I have around 2000 excel files in a folder. I need one single output file of with the last row of each file. Please note, columns are same in all excel, but number of lines/rows will vary in each excel file.
Hello @Bhavani_A ,
Is there a date field that you can sort on or something to identify that sort to least and most.
No. There is no date field.
@Bhavani_A I think Dynamic Input and Sample Tool should do the work.
Hey @Bhavani_A
I see 4 steps in this:
a) load up all the data: using the input tool, with the filename set to *.xlsx, and make sure you turn ON the option called "Output filename as field"
- Now you have all rows in; and each row will tell you what file it comes from
b) Add a unique row ID: preferrably per file. two ways to do this
- Use a multi-row tool
- Use the tile tool - @MattD has a great article here that tells you how to do unique rows: https://community.alteryx.com/t5/Alteryx-Designer-Knowledge-Base/Tool-Mastery-Tile/ta-p/30235
c) Reverse the order of the data: sort the data by filename and rowID Descending - that way the last row appears first.
d) Take only the highest RowID for each file: use a sample tool with a group-by on the filename to only return the first row.
that should get you what you need in 4 tools or so.
@SeanAdams ,
Let's give a few words of warnings about Excel and how to ensure good data. I wouldn't trust Excel with my weekend. If I'm reading multiple excel files, I could hope that the metadata is compatible between the files. History has proven that you can't rely upon trust that each file will be consistent. Even if columns are not changed, it is possible that the data contents might be altered in a way that makes the data type change.

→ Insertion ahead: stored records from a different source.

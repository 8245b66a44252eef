//! Registration payload and the local checks run before anything is sent.

use serde::{Serialize, Serializer, ser::SerializeMap};
use thiserror::Error;

use super::content::{FieldShape, RegistrationFormSpec};

/// Value submitted for a ticked checkbox.
pub const CHECKBOX_AFFIRMATIVE: &str = "sim";

/// Fields every registration must carry, whatever the document declares.
pub const BASELINE_REQUIRED: [&str; 2] = ["name", "email"];

/// Field name to submitted value, kept in submission order.
///
/// Inserting an existing name replaces its value in place, so the last submitted value wins.
#[derive(Debug, Clone, Default, PartialEq, Eq)]
pub struct RegistrationPayload {
    entries: Vec<(String, String)>,
}

impl RegistrationPayload {
    pub fn new() -> Self {
        Self::default()
    }

    pub fn insert(&mut self, name: impl Into<String>, value: impl Into<String>) {
        let name = name.into();
        let value = value.into();
        match self.entries.iter_mut().find(|(key, _)| *key == name) {
            Some(entry) => entry.1 = value,
            None => self.entries.push((name, value)),
        }
    }

    pub fn get(&self, name: &str) -> Option<&str> {
        self.entries
            .iter()
            .find(|(key, _)| key == name)
            .map(|(_, value)| value.as_str())
    }

    pub fn iter(&self) -> impl Iterator<Item = (&str, &str)> {
        self.entries
            .iter()
            .map(|(key, value)| (key.as_str(), value.as_str()))
    }

    pub fn len(&self) -> usize {
        self.entries.len()
    }

    pub fn is_empty(&self) -> bool {
        self.entries.is_empty()
    }
}

impl<K, V> FromIterator<(K, V)> for RegistrationPayload
where
    K: Into<String>,
    V: Into<String>,
{
    fn from_iter<I: IntoIterator<Item = (K, V)>>(iter: I) -> Self {
        let mut payload = Self::new();
        for (name, value) in iter {
            payload.insert(name, value);
        }
        payload
    }
}

impl Serialize for RegistrationPayload {
    fn serialize<S: Serializer>(&self, serializer: S) -> Result<S::Ok, S::Error> {
        let mut map = serializer.serialize_map(Some(self.entries.len()))?;
        for (name, value) in &self.entries {
            map.serialize_entry(name, value)?;
        }
        map.end()
    }
}

#[derive(Debug, Clone, PartialEq, Eq, Error)]
pub enum ValidationError {
    #[error("Por favor, preencha todos os campos obrigatórios.")]
    MissingRequired { field: String },
    #[error("Por favor, insira um e-mail válido.")]
    InvalidEmail,
}

/// Required-field set applied to a payload before submission.
#[derive(Debug, Clone, PartialEq, Eq)]
pub struct RegistrationRules {
    required: Vec<String>,
}

impl Default for RegistrationRules {
    fn default() -> Self {
        Self {
            required: BASELINE_REQUIRED.iter().map(|name| name.to_string()).collect(),
        }
    }
}

impl RegistrationRules {
    /// Baseline fields plus every field the document marks as required.
    pub fn from_form(form: &RegistrationFormSpec) -> Self {
        let mut rules = Self::default();
        for field in form.fields.iter().filter(|field| field.required) {
            if !rules.required.iter().any(|name| *name == field.name) {
                rules.required.push(field.name.clone());
            }
        }
        rules
    }

    pub fn required(&self) -> impl Iterator<Item = &str> {
        self.required.iter().map(String::as_str)
    }

    pub fn validate(&self, payload: &RegistrationPayload) -> Result<(), ValidationError> {
        if let Some(field) = self
            .required()
            .find(|name| payload.get(name).is_none_or(str::is_empty))
        {
            return Err(ValidationError::MissingRequired {
                field: field.to_string(),
            });
        }

        match payload.get("email") {
            Some(email) if is_valid_email(email) => Ok(()),
            _ => Err(ValidationError::InvalidEmail),
        }
    }
}

/// Builds a payload from raw submitted pairs, keeping only fields the form declares.
///
/// Checkboxes are only submitted when ticked; any value for a ticked checkbox is normalised to
/// [`CHECKBOX_AFFIRMATIVE`].
pub fn payload_from_form<'a, I>(form: &RegistrationFormSpec, submitted: I) -> RegistrationPayload
where
    I: IntoIterator<Item = (&'a str, &'a str)>,
{
    let mut payload = RegistrationPayload::new();
    for (name, value) in submitted {
        let Some(field) = form.fields.iter().find(|field| field.name == name) else {
            continue;
        };
        match field.shape() {
            FieldShape::Checkbox => payload.insert(name, CHECKBOX_AFFIRMATIVE),
            FieldShape::Select | FieldShape::Input => payload.insert(name, value),
        }
    }
    payload
}

/// Non-space local part, `@`, non-space domain containing a dot with text on both sides.
///
/// "Space" is the class browsers match with `\s`, not Rust's `char::is_whitespace`.
pub fn is_valid_email(email: &str) -> bool {
    if email.chars().any(is_form_whitespace) {
        return false;
    }
    let Some((local, domain)) = email.split_once('@') else {
        return false;
    };
    if local.is_empty() || domain.contains('@') {
        return false;
    }
    domain
        .char_indices()
        .any(|(index, ch)| ch == '.' && index > 0 && index + 1 < domain.len())
}

/// Unicode `White_Space` without U+0085, plus U+FEFF: the set browsers match with `\s`.
fn is_form_whitespace(ch: char) -> bool {
    ch == '\u{feff}' || (ch != '\u{85}' && ch.is_whitespace())
}
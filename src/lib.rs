//! JornaGEO conference landing page: content rendering and registration submission.

pub mod application;
pub mod config;
pub mod domain;
pub mod infra;
pub mod presentation;
use std::path::PathBuf;

use clap::{Args, Parser, Subcommand, ValueHint, builder::BoolishValueParser};

/// Command-line arguments for the JornaGEO binary.
#[derive(Debug, Parser)]
#[command(name = "jornageo", version, about = "JornaGEO landing page server")]
pub struct CliArgs {
    /// Optional path to a configuration file.
    #[arg(long = "config-file", env = "JORNAGEO_CONFIG_FILE", value_name = "PATH")]
    pub config_file: Option<PathBuf>,

    #[command(subcommand)]
    pub command: Option<Command>,
}

#[derive(Debug, Subcommand, Clone)]
pub enum Command {
    /// Serve the landing page and the registration form over HTTP.
    Serve(Box<ServeArgs>),
    /// Render the landing page once and write the HTML to a file or stdout.
    Render(RenderArgs),
    /// Submit one registration to the configured endpoint.
    Register(RegisterArgs),
}

#[derive(Debug, Args, Default, Clone)]
pub struct ServeArgs {
    #[command(flatten)]
    pub overrides: ServeOverrides,
}

#[derive(Debug, Args, Default, Clone)]
pub struct LoggingOverrides {
    /// Override the base log level (trace|debug|info|warn|error).
    #[arg(long = "log-level", value_name = "LEVEL")]
    pub log_level: Option<String>,

    /// Toggle JSON logging.
    #[arg(
        long = "log-json",
        value_name = "BOOL",
        value_parser = BoolishValueParser::new()
    )]
    pub log_json: Option<bool>,
}

#[derive(Debug, Args, Default, Clone)]
pub struct ContentOverrides {
    /// Override the content document location (file path or http(s) URL).
    #[arg(long = "content-source", value_name = "PATH_OR_URL", value_hint = ValueHint::AnyPath)]
    pub content_source: Option<String>,

    /// Toggle the cache-busting query parameter for URL sources.
    #[arg(
        long = "content-cache-bust",
        value_name = "BOOL",
        value_parser = BoolishValueParser::new()
    )]
    pub content_cache_bust: Option<bool>,

    /// Toggle rendering of the coordination section.
    #[arg(
        long = "render-coordination",
        value_name = "BOOL",
        value_parser = BoolishValueParser::new()
    )]
    pub render_coordination: Option<bool>,
}

#[derive(Debug, Args, Default, Clone)]
pub struct ServeOverrides {
    #[command(flatten)]
    pub logging: LoggingOverrides,

    #[command(flatten)]
    pub content: ContentOverrides,

    /// Override the listener host.
    #[arg(long = "server-host", value_name = "HOST")]
    pub server_host: Option<String>,

    /// Override the listener port.
    #[arg(long = "server-port", value_name = "PORT")]
    pub server_port: Option<u16>,

    /// Override the registration endpoint URL.
    #[arg(long = "registration-endpoint", value_name = "URL")]
    pub registration_endpoint: Option<String>,
}

#[derive(Debug, Args, Default, Clone)]
pub struct RenderArgs {
    #[command(flatten)]
    pub logging: LoggingOverrides,

    #[command(flatten)]
    pub content: ContentOverrides,

    /// File to write the rendered page to; stdout when omitted.
    #[arg(long, short = 'o', value_name = "FILE", value_hint = ValueHint::FilePath)]
    pub output: Option<PathBuf>,
}

#[derive(Debug, Args, Default, Clone)]
pub struct RegisterArgs {
    #[command(flatten)]
    pub logging: LoggingOverrides,

    #[command(flatten)]
    pub content: ContentOverrides,

    /// Override the registration endpoint URL.
    #[arg(long = "registration-endpoint", value_name = "URL")]
    pub registration_endpoint: Option<String>,

    /// Form value as `name=value`; repeat for every field.
    #[arg(long = "field", value_name = "NAME=VALUE", value_parser = parse_field)]
    pub fields: Vec<(String, String)>,
}

fn parse_field(raw: &str) -> Result<(String, String), String> {
    let (name, value) = raw
        .split_once('=')
        .ok_or_else(|| format!("expected NAME=VALUE, got `{raw}`"))?;
    let name = name.trim();
    if name.is_empty() {
        return Err(format!("field name is empty in `{raw}`"));
    }
    Ok((name.to_string(), value.to_string()))
}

I agree with your calculation of "last", though I would handle it differently. First, I would use a CReW Data Cleanse (you can use the Alteryx version if you're so inclined) and eliminate empty ROWs. If there are blank rows at the bottom because someone opened, touched and saved the workbook, you don't want empty rows interfering with real data. I also skip the SORT of the data by using SAMPLE tool functionality: Last N Records (N=1) and Group by column (Filename).
So, in the end you have:
DIRECTORY -> DYNAMIC INPUT -> DATA CLEANSE -> SAMPLE
You can use:
INPUT -> DATA CLEANSE -> SAMPLE
But for sleeping purpose, you might want to include a SUMMARIZE to count records from each filename and compare the record count to a DIRECTORY tool pointing to the same data and making sure (TEST tool) that the summarize counts have the same record count as the directory listing.
Cheers,
Mark